脱氢表雄酮在体外对成骨细胞代谢和IL-1β的影响

目的探讨脱氢表雄酮（dehydroepiandrosterone，DHEA）对离体大鼠成骨细胞和IL-1β的影响。方法体外分离培养大鼠成骨细胞，取传一代细胞，分别给予10^-5mmoL／L、10^-7mmoL／L、10^-9mmol／LDHEA培养72h，以10^-8mmoL／L雌二醇（estradiol，E2）为阳性对照，另设空白对照组。碱性磷酸酶（alkaline phosphatase，ALP）染色鉴定成骨细胞，MTT法检测成骨细胞的增殖能力，PNPP法测定ALP活性。ELISA法测定不同浓度DHEA培养液中IL-1β的水平。结果不同浓度DHEA组成骨细胞增殖能力和ALP的活性均有上升，其中以10^-7mmoL／LDHEA组最显著（P〈0．01），其作用和E2相似（P〉0．05）；10^-9mmoL／LDHEA组单位细胞数的ALP活性高于空白对照组（P〈0．05）。不同浓度的DHEA组IL-1β呈下降趋势，成骨细胞增殖能力及ALP活性和IL-1β成负相关。结论DHEA在体外促进大鼠成骨细胞生长和增殖，提高ALP活性，其作用可能和抑制IL-1β有关。

Effects of dehydroepiandrosterone on Metabolism of Rat Osteoblasts and IL-1β in Vitro

Objective To investigate the effects of dehydroepiandrosterone （DHEA） on rat osteoblasts and IL-1β in vitro. Methods Rat＇s osteoblasts were separated and cultured in vitro. Osteoblasts of first generation were treated with DHEA in different concentration （10^-5, 10^-7, 10^-9mmol/L） for 72 hours, E2 in 10^-8mmol/1 was adopted as positive control group, and blank control group was also set up. The biological characteristics of osteoblasts were evaluated by phase-contrast microscopy and alkaline phosphatase （ALP） histochemistry. Proliferation ability of osteoblasts was examined by MTY, activity of ALP was determined by PNPP. Level of IL-1 β in DHEA culture solution was determined by ELISA simultaneously.
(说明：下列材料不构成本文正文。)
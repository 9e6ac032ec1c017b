//! The storage seam used by the agent.
//!
//! `CacheStorage` is the host's cache API (open by name, match, put, delete,
//! list names). `CacheHandle` binds one store name to a storage so the
//! strategies can be handed exactly the store they own.

use std::fmt;
use std::sync::Arc;

use super::connection::CacheDb;
use super::entries::StoredEntry;
use crate::http::{AgentRequest, AgentResponse};
use crate::Error;

/// Named key-value stores keyed by request identity.
///
/// Implementations must make each `put` atomic per entry and must remove a
/// store's entries together with the store on `delete`.
#[async_trait::async_trait]
pub trait CacheStorage: Send + Sync {
    /// Open a store, creating it if missing.
    async fn open(&self, name: &str) -> Result<(), Error>;

    async fn has(&self, name: &str) -> Result<bool, Error>;

    /// All store names.
    async fn keys(&self) -> Result<Vec<String>, Error>;

    /// Delete a store wholesale. Returns false if it did not exist.
    async fn delete(&self, name: &str) -> Result<bool, Error>;

    async fn match_request(&self, name: &str, request: &AgentRequest) -> Result<Option<StoredEntry>, Error>;

    async fn put(&self, name: &str, request: &AgentRequest, response: &AgentResponse) -> Result<(), Error>;

    async fn delete_request(&self, name: &str, request: &AgentRequest) -> Result<bool, Error>;

    /// URLs stored in a store.
    async fn entries(&self, name: &str) -> Result<Vec<String>, Error>;
}

#[async_trait::async_trait]
impl CacheStorage for CacheDb {
    async fn open(&self, name: &str) -> Result<(), Error> {
        self.open_cache(name).await
    }

    async fn has(&self, name: &str) -> Result<bool, Error> {
        self.has_cache(name).await
    }

    async fn keys(&self) -> Result<Vec<String>, Error> {
        self.cache_names().await
    }

    async fn delete(&self, name: &str) -> Result<bool, Error> {
        self.delete_cache(name).await
    }

    async fn match_request(&self, name: &str, request: &AgentRequest) -> Result<Option<StoredEntry>, Error> {
        self.match_entry(name, request).await
    }

    async fn put(&self, name: &str, request: &AgentRequest, response: &AgentResponse) -> Result<(), Error> {
        self.put_entry(name, request, response).await
    }

    async fn delete_request(&self, name: &str, request: &AgentRequest) -> Result<bool, Error> {
        self.delete_entry(name, request).await
    }

    async fn entries(&self, name: &str) -> Result<Vec<String>, Error> {
        self.entry_urls(name).await
    }
}

/// A single named store on a shared storage.
#[derive(Clone)]
pub struct CacheHandle {
    storage: Arc<dyn CacheStorage>,
    name: String,
}

impl CacheHandle {
    pub fn new(storage: Arc<dyn CacheStorage>, name: impl Into<String>) -> Self {
        Self { storage, name: name.into() }
    }

    pub fn name(&self) -> &str {
        &self.name
    }

    pub async fn open(&self) -> Result<(), Error> {
        self.storage.open(&self.name).await
    }

    /// Stored response for the request, if any.
    pub async fn lookup(&self, request: &AgentRequest) -> Result<Option<AgentResponse>, Error> {
        Ok(self
            .storage
            .match_request(&self.name, request)
            .await?
            .map(StoredEntry::into_response))
    }

    pub async fn put(&self, request: &AgentRequest, response: &AgentResponse) -> Result<(), Error> {
        self.storage.put(&self.name, request, response).await
    }

    pub async fn delete(&self, request: &AgentRequest) -> Result<bool, Error> {
        self.storage.delete_request(&self.name, request).await
    }

    pub async fn urls(&self) -> Result<Vec<String>, Error> {
        self.storage.entries(&self.name).await
    }
}

impl fmt::Debug for CacheHandle {
    fn fmt(&self, f: &mut fmt::Formatter<'_>) -> fmt::Result {
        f.debug_struct("CacheHandle").field("name", &self.name).finish()
    }
}

#[cfg(test)]
mod tests {
    use super::*;
    use crate::http::{Destination, ResponseSource};
    use bytes::Bytes;
    use url::Url;

    #[tokio::test]
    async fn test_handle_roundtrip() {
        let storage: Arc<dyn CacheStorage> = Arc::new(CacheDb::open_in_memory().await.unwrap());
        let handle = CacheHandle::new(storage.clone(), "devis-app-static-v1");
        let request = AgentRequest::get(
            Url::parse("https://example.com/icons/icon-192x192.png").unwrap(),
            Destination::Image,
        );

        assert!(handle.lookup(&request).await.unwrap().is_none());

        let response = AgentResponse {
            url: request.url.to_string(),
            status: 200,
            headers: vec![("content-type".into(), "image/png".into())],
            body: Bytes::from_static(&[0x89, 0x50, 0x4e, 0x47]),
            source: ResponseSource::Network,
        };
        handle.put(&request, &response).await.unwrap();

        let cached = handle.lookup(&request).await.unwrap().unwrap();
        assert_eq!(cached.body, response.body);
        assert_eq!(cached.source, ResponseSource::Cache);
        assert_eq!(storage.keys().await.unwrap(), vec!["devis-app-static-v1".to_string()]);
        assert_eq!(handle.urls().await.unwrap(), vec![request.url.to_string()]);

        assert!(handle.delete(&request).await.unwrap());
        assert!(handle.lookup(&request).await.unwrap().is_none());
    }

    #[tokio::test]
    async fn test_handles_share_storage() {
        let storage: Arc<dyn CacheStorage> = Arc::new(CacheDb::open_in_memory().await.unwrap());
        let a = CacheHandle::new(storage.clone(), "a");
        let b = CacheHandle::new(storage.clone(), "b");
        a.open().await.unwrap();
        b.open().await.unwrap();

        let mut names = storage.keys().await.unwrap();
        names.sort();
        assert_eq!(names, vec!["a".to_string(), "b".to_string()]);
        assert_eq!(format!("{a:?}"), "CacheHandle { name: \"a\" }");
    }
}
Results Proliferation and ALP activity of osteoblasts treated with DHEA in different concentration were raised, especially treated with DHEA in 10^-7 mmol/1 （P 〈 0.01 ）, which was similar to E2 （ P 〉 0.05 ）. ALP activity of unitary cell population treated with DHEA in 10^-9mmol/1 was higher than blank control group （P 〈 0.05 ）. Downtrend of IL-1 β could be seen in each DHEA group, and negative correlation between proliferation ability or ALP activity of OBs and IL-1β could also be found. Conclusion DHEA could stimulate proliferation and raise ALP activity of rat＇ s osteoblasts in vitro, whose mechanism might inhabit the expression of IL-1β.